● **What is needed**: In the records that come next, find every line with "static". Return those lines.

● **Source material**:
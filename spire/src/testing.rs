//! Fixtures shared by the unit tests: key material, configuration and the
//! IdP side of the protocol (signed and encrypted responses).
use chrono::{DateTime, Duration, Utc};
use once_cell::sync::Lazy;
use openssl::{
    encrypt::Encrypter,
    hash::{hash, MessageDigest},
    pkey::{PKey, Private},
    rand::rand_bytes,
    rsa::Padding,
    sign::Signer,
    symm::{encrypt, encrypt_aead, Cipher},
    x509::X509,
};
use url::form_urlencoded;

use crate::{
    c14n,
    config::{Config, IdentityProviderConfig, Settings, TenantConfig},
    message::{NameId, STATUS_SUCCESS},
    signature::{SignatureAlgorithm, ENVELOPED_SIGNATURE, EXC_C14N},
    x509::generate_cert,
    xml::{self, ASSERTION_NS, DSIG_NS, PROTOCOL_NS, XENC_NS},
};

pub const BASE_URL: &str = "https://sp.example.com";
pub const TENANT: &str = "acme";
pub const SP_ENTITY_ID: &str = "https://sp.example.com/acme/saml2";
pub const ACS_URL: &str = "https://sp.example.com/acme/login/saml";
pub const IDP_ID: &str = "okta";
pub const IDP_ENTITY_ID: &str = "https://idp.example.com/metadata";
pub const IDP_SSO_URL: &str = "https://idp.example.com/sso";
pub const IDP_SLO_URL: &str = "https://idp.example.com/slo";

pub struct KeyPair {
    pub key: PKey<Private>,
    pub cert: X509,
}

impl KeyPair {
    fn generate(name: &str) -> Self {
        let (cert, key, _) = generate_cert(name, 2048).expect("failed to generate test key");
        Self { key, cert }
    }

    pub fn cert_pem(&self) -> String {
        String::from_utf8(self.cert.to_pem().unwrap()).unwrap()
    }

    pub fn key_pem(&self) -> String {
        String::from_utf8(self.key.private_key_to_pem_pkcs8().unwrap()).unwrap()
    }
}

static IDP_KEY: Lazy<KeyPair> = Lazy::new(|| KeyPair::generate("idp.example.com"));
static SP_KEY: Lazy<KeyPair> = Lazy::new(|| KeyPair::generate("sp.example.com"));
static OTHER_KEY: Lazy<KeyPair> = Lazy::new(|| KeyPair::generate("mallory.example.com"));

/// The identity provider's signing key.
pub fn idp_key() -> &'static KeyPair {
    &IDP_KEY
}

/// The service provider's key, used for request signing and decryption.
pub fn sp_key() -> &'static KeyPair {
    &SP_KEY
}

/// A key nobody trusts.
pub fn other_key() -> &'static KeyPair {
    &OTHER_KEY
}

pub fn idp_config() -> IdentityProviderConfig {
    IdentityProviderConfig {
        id: IDP_ID.into(),
        entity_id: IDP_ENTITY_ID.into(),
        sso_url: IDP_SSO_URL.into(),
        slo_url: Some(IDP_SLO_URL.into()),
        certificates: vec![idp_key().cert_pem()],
        signature_algorithm: Some(SignatureAlgorithm::RsaSha256),
        login_attribute: "NameID".into(),
        name_id_format: None,
        requested_authn_context: None,
        federated_attributes: Default::default(),
        ignore_audience_condition: false,
        ignore_slo_schema_errors: false,
        jit_provisioning: false,
        strip_domain_from_login_attribute: false,
        debugging: false,
    }
}

pub fn config() -> Config {
    Config {
        base_url: BASE_URL.into(),
        private_key: Some(sp_key().key_pem()),
        certificate: Some(sp_key().cert_pem()),
        request_ttl_secs: 300,
        session_lifetime_secs: 3600,
        clock_skew_secs: 180,
        prevent_assertion_replay: false,
        login_path: "/login".into(),
        default_redirect: "/".into(),
        tenants: vec![TenantConfig {
            id: TENANT.into(),
            entity_id: None,
            identity_providers: vec![idp_config()],
            identities: vec![],
        }],
    }
}

pub fn settings() -> Settings {
    Settings::new(config()).expect("test settings are valid")
}

/// A login response as an identity provider would send it.
#[derive(Clone, Debug)]
pub struct ResponseFixture {
    pub response_id: String,
    pub assertion_id: String,
    pub in_response_to: Option<String>,
    pub issuer: String,
    pub name_id: NameId,
    pub audience: String,
    pub destination: String,
    pub issue_instant: DateTime<Utc>,
    pub not_before: DateTime<Utc>,
    pub not_on_or_after: DateTime<Utc>,
    pub status_code: String,
    pub include_assertion: bool,
    pub attributes: Vec<(String, Vec<String>)>,
}

impl ResponseFixture {
    pub fn new() -> Self {
        let now = Utc::now();
        Self {
            response_id: format!("_r{}", uuid::Uuid::new_v4().to_simple()),
            assertion_id: format!("_a{}", uuid::Uuid::new_v4().to_simple()),
            in_response_to: Some(format!("_q{}", uuid::Uuid::new_v4().to_simple())),
            issuer: IDP_ENTITY_ID.into(),
            name_id: NameId {
                value: "alice@example.com".into(),
                format: Some("urn:oasis:names:tc:SAML:1.1:nameid-format:emailAddress".into()),
                name_qualifier: None,
                sp_name_qualifier: None,
            },
            audience: SP_ENTITY_ID.into(),
            destination: ACS_URL.into(),
            issue_instant: now,
            not_before: now - Duration::minutes(1),
            not_on_or_after: now + Duration::minutes(5),
            status_code: STATUS_SUCCESS.into(),
            include_assertion: true,
            attributes: vec![
                ("email".into(), vec!["alice@example.com".into()]),
                ("groups".into(), vec!["staff".into(), "admins".into()]),
            ],
        }
    }

    fn in_response_to_attribute(&self) -> String {
        self.in_response_to
            .as_ref()
            .map(|id| format!(" InResponseTo=\"{}\"", id))
            .unwrap_or_default()
    }

    /// The assertion on its own, declaring the namespaces it uses.
    pub fn render_assertion(&self) -> String {
        let format = self
            .name_id
            .format
            .as_ref()
            .map(|f| format!(" Format=\"{}\"", f))
            .unwrap_or_default();
        let attributes: String = self
            .attributes
            .iter()
            .map(|(name, values)| {
                let values: String = values
                    .iter()
                    .map(|v| format!("<saml:AttributeValue>{}</saml:AttributeValue>", v))
                    .collect();
                format!("<saml:Attribute Name=\"{}\">{}</saml:Attribute>", name, values)
            })
            .collect();
        format!(
            r#"<saml:Assertion xmlns:saml="{saml}" ID="{id}" Version="2.0" IssueInstant="{instant}"><saml:Issuer>{issuer}</saml:Issuer><saml:Subject><saml:NameID{format}>{name_id}</saml:NameID><saml:SubjectConfirmation Method="urn:oasis:names:tc:SAML:2.0:cm:bearer"><saml:SubjectConfirmationData NotOnOrAfter="{not_on_or_after}" Recipient="{destination}"{in_response_to}/></saml:SubjectConfirmation></saml:Subject><saml:Conditions NotBefore="{not_before}" NotOnOrAfter="{not_on_or_after}"><saml:AudienceRestriction><saml:Audience>{audience}</saml:Audience></saml:AudienceRestriction></saml:Conditions><saml:AuthnStatement AuthnInstant="{instant}" SessionIndex="session-1"><saml:AuthnContext><saml:AuthnContextClassRef>urn:oasis:names:tc:SAML:2.0:ac:classes:PasswordProtectedTransport</saml:AuthnContextClassRef></saml:AuthnContext></saml:AuthnStatement><saml:AttributeStatement>{attributes}</saml:AttributeStatement></saml:Assertion>"#,
            saml = ASSERTION_NS,
            id = self.assertion_id,
            instant = xml::format_instant(&self.issue_instant),
            issuer = self.issuer,
            format = format,
            name_id = self.name_id.value,
            not_on_or_after = xml::format_instant(&self.not_on_or_after),
            not_before = xml::format_instant(&self.not_before),
            destination = self.destination,
            in_response_to = self.in_response_to_attribute(),
            audience = self.audience,
            attributes = attributes,
        )
    }

    /// The response around `assertion`, which may be signed or encrypted.
    pub fn render_with(&self, assertion: &str) -> String {
        format!(
            r#"<samlp:Response xmlns:samlp="{samlp}" xmlns:saml="{saml}" ID="{id}" Version="2.0" IssueInstant="{instant}" Destination="{destination}"{in_response_to}><saml:Issuer>{issuer}</saml:Issuer><samlp:Status><samlp:StatusCode Value="{status}"/></samlp:Status>{assertion}</samlp:Response>"#,
            samlp = PROTOCOL_NS,
            saml = ASSERTION_NS,
            id = self.response_id,
            instant = xml::format_instant(&self.issue_instant),
            destination = self.destination,
            in_response_to = self.in_response_to_attribute(),
            issuer = self.issuer,
            status = self.status_code,
            assertion = assertion,
        )
    }

    pub fn render(&self) -> String {
        if self.include_assertion {
            self.render_with(&self.render_assertion())
        } else {
            self.render_with("")
        }
    }

    /// Response signed by the IdP key over the whole message.
    pub fn render_signed(&self) -> String {
        sign_enveloped(
            &self.render(),
            &self.response_id,
            &idp_key().key,
            SignatureAlgorithm::RsaSha256,
        )
    }
}

const SIGNATURE_VALUE_PLACEHOLDER: &str = "<ds:SignatureValue></ds:SignatureValue>";

/// Add an enveloped signature to the element with `id`, placed right after
/// its `saml:Issuer`.
pub fn sign_enveloped(
    input: &str,
    id: &str,
    key: &PKey<Private>,
    alg: SignatureAlgorithm,
) -> String {
    let doc = xml::parse(input).unwrap();
    let target = xml::element_by_id(&doc, id)
        .unwrap()
        .expect("no element with that ID");
    let canonical =
        c14n::canonicalize(input, xml::element_ordinal(&doc, target).unwrap(), None, &[])
            .unwrap();
    let digest = base64::encode(hash(alg.digest(), canonical.as_bytes()).unwrap());

    let start = input.find(&format!("ID=\"{}\"", id)).unwrap();
    let issuer_end = start
        + input[start..].find("</saml:Issuer>").unwrap()
        + "</saml:Issuer>".len();
    let signature = format!(
        r##"<ds:Signature xmlns:ds="{ds}"><ds:SignedInfo><ds:CanonicalizationMethod Algorithm="{c14n}"/><ds:SignatureMethod Algorithm="{alg}"/><ds:Reference URI="#{id}"><ds:Transforms><ds:Transform Algorithm="{enveloped}"/><ds:Transform Algorithm="{c14n}"/></ds:Transforms><ds:DigestMethod Algorithm="{digest_alg}"/><ds:DigestValue>{digest}</ds:DigestValue></ds:Reference></ds:SignedInfo>{placeholder}</ds:Signature>"##,
        ds = DSIG_NS,
        c14n = EXC_C14N,
        alg = alg.uri(),
        id = id,
        enveloped = ENVELOPED_SIGNATURE,
        digest_alg = alg.digest_uri(),
        digest = digest,
        placeholder = SIGNATURE_VALUE_PLACEHOLDER,
    );
    let unsigned = format!("{}{}{}", &input[..issuer_end], signature, &input[issuer_end..]);

    let doc = xml::parse(&unsigned).unwrap();
    let signed_info = doc
        .descendants()
        .find(|n| {
            xml::is(*n, DSIG_NS, "SignedInfo")
                && n.parent_element()
                    .and_then(|s| s.parent_element())
                    .and_then(|p| p.attribute("ID"))
                    == Some(id)
        })
        .unwrap();
    let canonical_signed_info = c14n::canonicalize(
        &unsigned,
        xml::element_ordinal(&doc, signed_info).unwrap(),
        None,
        &[],
    )
    .unwrap();
    let mut signer = Signer::new(alg.digest(), key).unwrap();
    signer.update(canonical_signed_info.as_bytes()).unwrap();
    let value = base64::encode(signer.sign_to_vec().unwrap());
    unsigned.replacen(
        SIGNATURE_VALUE_PLACEHOLDER,
        &format!("<ds:SignatureValue>{}</ds:SignatureValue>", value),
        1,
    )
}

#[derive(Clone, Copy, Debug)]
pub enum Encryption {
    Aes128CbcOaep,
    Aes256GcmRsa15,
}

/// Encrypt `plain` to `cert` as an `EncryptedAssertion`.
pub fn encrypt_element(plain: &str, cert: &X509, encryption: Encryption) -> String {
    let public = cert.public_key().unwrap();
    let (data_algorithm, key_algorithm, key_len) = match encryption {
        Encryption::Aes128CbcOaep => (
            "http://www.w3.org/2001/04/xmlenc#aes128-cbc",
            "http://www.w3.org/2001/04/xmlenc#rsa-oaep-mgf1p",
            16,
        ),
        Encryption::Aes256GcmRsa15 => (
            "http://www.w3.org/2009/xmlenc11#aes256-gcm",
            "http://www.w3.org/2001/04/xmlenc#rsa-1_5",
            32,
        ),
    };
    let mut key = vec![0; key_len];
    rand_bytes(&mut key).unwrap();

    let data = match encryption {
        Encryption::Aes128CbcOaep => {
            let mut iv = [0u8; 16];
            rand_bytes(&mut iv).unwrap();
            let ciphertext =
                encrypt(Cipher::aes_128_cbc(), &key, Some(&iv), plain.as_bytes()).unwrap();
            [iv.to_vec(), ciphertext].concat()
        }
        Encryption::Aes256GcmRsa15 => {
            let mut iv = [0u8; 12];
            rand_bytes(&mut iv).unwrap();
            let mut tag = [0u8; 16];
            let ciphertext = encrypt_aead(
                Cipher::aes_256_gcm(),
                &key,
                Some(&iv),
                &[],
                plain.as_bytes(),
                &mut tag,
            )
            .unwrap();
            [iv.to_vec(), ciphertext, tag.to_vec()].concat()
        }
    };

    let mut encrypter = Encrypter::new(&public).unwrap();
    let digest_method = match encryption {
        Encryption::Aes128CbcOaep => {
            encrypter.set_rsa_padding(Padding::PKCS1_OAEP).unwrap();
            encrypter.set_rsa_oaep_md(MessageDigest::sha1()).unwrap();
            encrypter.set_rsa_mgf1_md(MessageDigest::sha1()).unwrap();
            "<ds:DigestMethod Algorithm=\"http://www.w3.org/2000/09/xmldsig#sha1\"/>".to_owned()
        }
        Encryption::Aes256GcmRsa15 => {
            encrypter.set_rsa_padding(Padding::PKCS1).unwrap();
            String::new()
        }
    };
    let mut wrapped = vec![0; encrypter.encrypt_len(&key).unwrap()];
    let len = encrypter.encrypt(&key, &mut wrapped).unwrap();
    wrapped.truncate(len);

    format!(
        r#"<saml:EncryptedAssertion xmlns:saml="{saml}"><xenc:EncryptedData xmlns:xenc="{xenc}" Type="http://www.w3.org/2001/04/xmlenc#Element"><xenc:EncryptionMethod Algorithm="{data_algorithm}"/><ds:KeyInfo xmlns:ds="{ds}"><xenc:EncryptedKey><xenc:EncryptionMethod Algorithm="{key_algorithm}">{digest_method}</xenc:EncryptionMethod><xenc:CipherData><xenc:CipherValue>{wrapped}</xenc:CipherValue></xenc:CipherData></xenc:EncryptedKey></ds:KeyInfo><xenc:CipherData><xenc:CipherValue>{data}</xenc:CipherValue></xenc:CipherData></xenc:EncryptedData></saml:EncryptedAssertion>"#,
        saml = ASSERTION_NS,
        xenc = XENC_NS,
        ds = DSIG_NS,
        data_algorithm = data_algorithm,
        key_algorithm = key_algorithm,
        digest_method = digest_method,
        wrapped = base64::encode(wrapped),
        data = base64::encode(data),
    )
}

/// `application/x-www-form-urlencoded` body for the HTTP-POST binding.
pub fn post_body(parameter: &str, xml: &str, relay_state: Option<&str>) -> String {
    let mut body = form_urlencoded::Serializer::new(String::new());
    body.append_pair(parameter, &base64::encode(xml));
    if let Some(relay_state) = relay_state {
        body.append_pair("RelayState", relay_state);
    }
    body.finish()
}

● **Answer section**:
static IDP_KEY: Lazy<KeyPair> = Lazy::new(|| KeyPair::generate("idp.example.com"));
static SP_KEY: Lazy<KeyPair> = Lazy::new(|| KeyPair::generate("sp.example.com"));
static OTHER_KEY: Lazy<KeyPair> = Lazy::new(|| KeyPair::generate("mallory.example.com"));
pub fn idp_key() -> &'static KeyPair {
pub fn sp_key() -> &'static KeyPair {
pub fn other_key() -> &'static KeyPair {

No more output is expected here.